• **AIM OF THE EXERCISE**
Take the lines below beginning at the line that has "Ok(-job.process_time)" and stopping after the line that has "impl DispatchingRule for Wspt", and print them exactly as they are, with no other lines.

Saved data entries
[Start of section]
//! Built-in dispatching rules.
//!
//! # Categories
//!
//! - **Time-based**: SPT, LPT, WSPT
//! - **Date-based**: EDD, ERD
//! - **Identifier**: Wrap-Around
//!
//! # Score Convention
//! All rules return lower scores for higher priority jobs.
//!
//! # References
//! - Pinedo (2016), "Scheduling: Theory, Algorithms, and Systems", Ch. 3
//! - Smith (1956), "Various optimizers for single-stage production"

use super::{DispatchingRule, RuleScore};
use crate::error::{Result, ScheduleError};
use crate::models::{Job, COL_RELEASE_DATE};

// ======================== Time-based rules ========================

/// Shortest Processing Time.
///
/// Minimizes total completion time on a single machine.
///
/// # Reference
/// Smith (1956), optimal for minimizing mean flow time on single machine.
#[derive(Debug, Clone, Copy)]
pub struct Spt;

impl DispatchingRule for Spt {
    fn name(&self) -> &'static str {
        "SPT"
    }

    fn evaluate(&self, job: &Job) -> Result<RuleScore> {
        Ok(job.process_time)
    }

    fn description(&self) -> &'static str {
        "Shortest Processing Time"
    }
}

/// Longest Processing Time.
///
/// Useful for load balancing in parallel machine environments.
#[derive(Debug, Clone, Copy)]
pub struct Lpt;

impl DispatchingRule for Lpt {
    fn name(&self) -> &'static str {
        "LPT"
    }

    fn evaluate(&self, job: &Job) -> Result<RuleScore> {
        Ok(-job.process_time)
    }

    fn description(&self) -> &'static str {
        "Longest Processing Time"
    }
}

/// Weighted Shortest Processing Time.
///
/// Scores by `process_time / weight`. Weights are validated positive when
/// the job set is built.
///
/// # Reference
/// Smith (1956), optimal for minimizing weighted completion time.
#[derive(Debug, Clone, Copy)]
pub struct Wspt;

impl DispatchingRule for Wspt {
    fn name(&self) -> &'static str {
        "WSPT"
    }

    fn evaluate(&self, job: &Job) -> Result<RuleScore> {
        Ok(job.wspt_ratio())
    }

    fn description(&self) -> &'static str {
        "Weighted Shortest Processing Time"
    }
}

// ======================== Date-based rules ========================

/// Earliest Due Date.
///
/// # Reference
/// Jackson (1955), optimal for minimizing maximum lateness on single machine.
#[derive(Debug, Clone, Copy)]
pub struct Edd;

impl DispatchingRule for Edd {
    fn name(&self) -> &'static str {
        "EDD"
    }

    fn evaluate(&self, job: &Job) -> Result<RuleScore> {
        Ok(job.due_date)
    }

    fn description(&self) -> &'static str {
        "Earliest Due Date"
    }
}

/// Earliest Release Date.
///
/// Requires every job to carry a release date.
#[derive(Debug, Clone, Copy)]
pub struct Erd;

impl DispatchingRule for Erd {
    fn name(&self) -> &'static str {
        "ERD"
    }

    fn evaluate(&self, job: &Job) -> Result<RuleScore> {
        job.release_date.ok_or_else(|| {
            ScheduleError::missing(COL_RELEASE_DATE, format!("job {} has none (ERD)", job.id))
        })
    }

    fn description(&self) -> &'static str {
        "Earliest Release Date"
    }
}

// ======================== Identifier rule ========================

/// Wrap-Around.
///
/// Orders by ascending job identifier. The assignment simulator deals the
/// resulting sequence round-robin across machines.
#[derive(Debug, Clone, Copy)]
pub struct WrapAround;

impl DispatchingRule for WrapAround {
    fn name(&self) -> &'static str {
        "Wrap-Around"
    }

    fn evaluate(&self, job: &Job) -> Result<RuleScore> {
        Ok(job.id.0 as f64)
    }

    fn description(&self) -> &'static str {
        "Wrap-Around (identifier order)"
    }
}
//! Permutation flow-shop simulator.
//!
//! # Algorithm
//!
//! With `C[m][i]` the completion of the job at position `i` on machine `m`:
//!
//! ```text
//! C[m][i] = p(i) + max(C[m-1][i], C[m][i-1]),   C[0][*] = C[*][0] = 0
//! ```
//!
//! evaluated over a zero-padded `(M+1) x (N+1)` table in increasing position,
//! then increasing machine order.
//!
//! # Complexity
//! O(n * m) time and space.
//!
//! # Reference
//! Johnson (1954), "Optimal two- and three-stage production schedules"

use crate::error::Result;
use crate::models::{CompletionRecord, JobCompletion, JobSet, Operation, Sequence, Time};

/// Simulates a permutation already validated against `jobs`.
pub(super) fn simulate(
    machine_count: usize,
    jobs: &JobSet,
    sequence: &Sequence,
) -> Result<CompletionRecord> {
    let mut table: Vec<Vec<Time>> = vec![vec![0.0; sequence.len() + 1]; machine_count + 1];
    let mut entries = Vec::with_capacity(sequence.len());

    for (i, &job_id) in sequence.iter().enumerate() {
        let process_time = jobs.require(job_id)?.process_time;
        let col = i + 1;
        let mut operations = Vec::with_capacity(machine_count);

        for m in 1..=machine_count {
            let start = table[m - 1][col].max(table[m][col - 1]);
            let end = start + process_time;
            table[m][col] = end;
            operations.push(Operation::new(m - 1, start, end));
        }

        entries.push(JobCompletion { job_id, operations });
    }

    Ok(CompletionRecord::from_entries(entries))
}

#[cfg(test)]
mod tests {
    use super::*;
    use crate::models::{Job, JobId};
    use proptest::prelude::*;

    fn seq(raw: &[u32]) -> Sequence {
        raw.iter().copied().map(JobId).collect()
    }

    #[test]
    fn test_two_jobs_two_machines() {
        let jobs = JobSet::new(vec![Job::new(1, 3.0, 0.0), Job::new(2, 5.0, 0.0)]).unwrap();
        let r = simulate(2, &jobs, &seq(&[1, 2])).unwrap();

        assert_eq!(r.machine_completions(JobId(1)), Some(vec![3.0, 6.0]));
        assert_eq!(r.machine_completions(JobId(2)), Some(vec![8.0, 13.0]));
        assert_eq!(r.completion_time(JobId(2)), Some(13.0));
        assert_eq!(r.makespan(), 13.0);
    }

    #[test]
    fn test_machine_waits_for_previous_stage() {
        // J2 on machine 2 starts at max(6, 8) = 8
        let jobs = JobSet::new(vec![Job::new(1, 3.0, 0.0), Job::new(2, 5.0, 0.0)]).unwrap();
        let r = simulate(2, &jobs, &seq(&[1, 2])).unwrap();
        let ops = &r.get(JobId(2)).unwrap().operations;
        assert_eq!((ops[1].machine, ops[1].start), (1, 8.0));
    }

    #[test]
    fn test_order_matters() {
        let jobs = JobSet::new(vec![
            Job::new(1, 3.0, 0.0),
            Job::new(2, 5.0, 0.0),
            Job::new(3, 1.0, 0.0),
        ])
        .unwrap();
        let a = simulate(3, &jobs, &seq(&[1, 2, 3])).unwrap();
        let b = simulate(3, &jobs, &seq(&[3, 1, 2])).unwrap();
        // 3+5+5+5+1 = 19 vs 1+3+5+5+5 = 19 → same makespan, different completions
        assert_eq!(a.makespan(), 19.0);
        assert_eq!(b.makespan(), 19.0);
        assert_ne!(a.completion_time(JobId(3)), b.completion_time(JobId(3)));
    }

    #[test]
    fn test_empty_sequence() {
        let jobs = JobSet::new(Vec::new()).unwrap();
        let r = simulate(3, &jobs, &Sequence::default()).unwrap();
        assert!(r.is_empty());
        assert_eq!(r.makespan(), 0.0);
    }

    proptest! {
        #[test]
        fn prop_one_machine_is_cumulative_sum(
            times in prop::collection::vec(0.1f64..20.0, 1..30)
        ) {
            let jobs = JobSet::new(
                times.iter().enumerate().map(|(i, &p)| Job::new(i as u32, p, 0.0)).collect(),
            )
            .unwrap();
            let order = Sequence::new(jobs.ids());
            let r = simulate(1, &jobs, &order).unwrap();

            let mut total = 0.0;
            for &id in order.iter() {
                total += jobs.get(id).unwrap().process_time;
                prop_assert_eq!(r.machine_completions(id), Some(vec![total]));
            }
        }
    }
}
//! Engine error type.
//!
//! Every failure is raised at the point of detection and returned to the
//! caller unchanged. No operation returns partial results on error.

use thiserror::Error;

use crate::validation::ValidationError;

/// Errors raised by the scheduling engine.
#[derive(Debug, Clone, PartialEq, Error)]
pub enum ScheduleError {
    /// Unrecognized dispatching-rule name, or a rule not defined for the
    /// selected shop model.
    #[error("invalid dispatching rule: {0}")]
    InvalidRule(String),

    /// The job table lacks a column (or a job lacks a value) required by the
    /// requested rule or objective.
    #[error("missing attribute '{attribute}': {reason}")]
    MissingAttribute {
        /// Column or field name.
        attribute: String,
        /// Where it was needed.
        reason: String,
    },

    /// A sequence is not an exact permutation of the job set.
    #[error("sequence mismatch: {0}")]
    SequenceMismatch(String),

    /// Machine count is zero or negative, or not allowed for the shop model.
    #[error("invalid machine count: {0}")]
    InvalidMachineCount(i64),

    /// Unrecognized improvement method name.
    #[error("unknown improvement method: {0}")]
    UnknownMethod(String),

    /// Negative or absent threshold for the metaheuristic.
    #[error("invalid threshold: {0}")]
    InvalidThreshold(String),

    /// Job data failed integrity checks.
    #[error("invalid job set: {}", summarize(.0))]
    InvalidJobSet(Vec<ValidationError>),
}

impl ScheduleError {
    pub(crate) fn missing(attribute: impl Into<String>, reason: impl Into<String>) -> Self {
        Self::MissingAttribute {
            attribute: attribute.into(),
            reason: reason.into(),
        }
    }
}

fn summarize(errors: &[ValidationError]) -> String {
    errors
        .iter()
        .map(|e| e.message.as_str())
        .collect::<Vec<_>>()
        .join("; ")
}

/// Engine result alias.
pub type Result<T> = std::result::Result<T, ScheduleError>;
//! Schedule objective metrics.
//!
//! Reduces a completion record to seven scalar objectives, always computed
//! together.
//!
//! # Metrics
//!
//! | Metric | Definition |
//! |--------|-----------|
//! | Makespan (C_max) | max C_j |
//! | Total completion time | Σ C_j |
//! | Total tardiness | Σ max(0, C_j − d_j) |
//! | Total weighted completion | Σ w_j·C_j |
//! | Total lateness (U_j) | number of jobs with C_j > d_j |
//! | Total weighted lateness | Σ w_j·U_j |
//! | Total weighted tardiness | Σ w_j·T_j |
//!
//! # Reference
//! Pinedo (2016), "Scheduling", Ch. 2.3: Objectives

use serde::{Deserialize, Serialize};

use crate::error::{Result, ScheduleError};
use crate::models::{CompletionRecord, JobSet, Sequence, Time};

/// Report label for each objective, in report order.
pub const OBJECTIVE_LABELS: [&str; 7] = [
    "Makespan",
    "Total completion time",
    "Total tardiness",
    "Total weighted completion",
    "Total lateness (Uj)",
    "Total weighted lateness (WjUj)",
    "Total weighted tardiness (WjTj)",
];

/// The seven objective values of one schedule.
#[derive(Debug, Clone, Copy, PartialEq, Default, Serialize, Deserialize)]
pub struct ObjectiveResult {
    /// Latest completion time.
    pub makespan: Time,
    /// Sum of completion times.
    pub total_completion_time: Time,
    /// Sum of tardiness.
    pub total_tardiness: Time,
    /// Sum of weight × completion time.
    pub weighted_completion: f64,
    /// Number of late jobs.
    pub total_lateness: usize,
    /// Sum of weights of late jobs.
    pub weighted_lateness: f64,
    /// Sum of weight × tardiness.
    pub weighted_tardiness: f64,
}

impl ObjectiveResult {
    /// Evaluates `record`, produced by simulating `sequence` over `jobs`.
    ///
    /// Fails with `SequenceMismatch` if the sequence is not a permutation of
    /// the job set or the record lacks one of its jobs.
    pub fn calculate(
        jobs: &JobSet,
        sequence: &Sequence,
        record: &CompletionRecord,
    ) -> Result<Self> {
        sequence.validate_against(jobs)?;
        let mut result = Self::default();

        for &job_id in sequence.iter() {
            let job = jobs.require(job_id)?;
            let completion = record.completion_time(job_id).ok_or_else(|| {
                ScheduleError::SequenceMismatch(format!("no completion recorded for job {job_id}"))
            })?;

            let tardiness = (completion - job.due_date).max(0.0);
            let late = completion > job.due_date;

            result.makespan = result.makespan.max(completion);
            result.total_completion_time += completion;
            result.total_tardiness += tardiness;
            result.weighted_completion += completion * job.weight;
            result.weighted_tardiness += job.weight * tardiness;
            if late {
                result.total_lateness += 1;
                result.weighted_lateness += job.weight;
            }
        }

        Ok(result)
    }

    /// (label, value) pairs in report order.
    pub fn rows(&self) -> [(&'static str, f64); 7] {
        [
            (OBJECTIVE_LABELS[0], self.makespan),
            (OBJECTIVE_LABELS[1], self.total_completion_time),
            (OBJECTIVE_LABELS[2], self.total_tardiness),
            (OBJECTIVE_LABELS[3], self.weighted_completion),
            (OBJECTIVE_LABELS[4], self.total_lateness as f64),
            (OBJECTIVE_LABELS[5], self.weighted_lateness),
            (OBJECTIVE_LABELS[6], self.weighted_tardiness),
        ]
    }
}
[End of section]
• **EXERCISE ANSWER**
        Ok(-job.process_time)
    }

    fn description(&self) -> &'static str {
        "Longest Processing Time"
    }
}

/// Weighted Shortest Processing Time.
///
/// Scores by `process_time / weight`. Weights are validated positive when
/// the job set is built.
///
/// # Reference
/// Smith (1956), optimal for minimizing weighted completion time.
#[derive(Debug, Clone, Copy)]
pub struct Wspt;

impl DispatchingRule for Wspt {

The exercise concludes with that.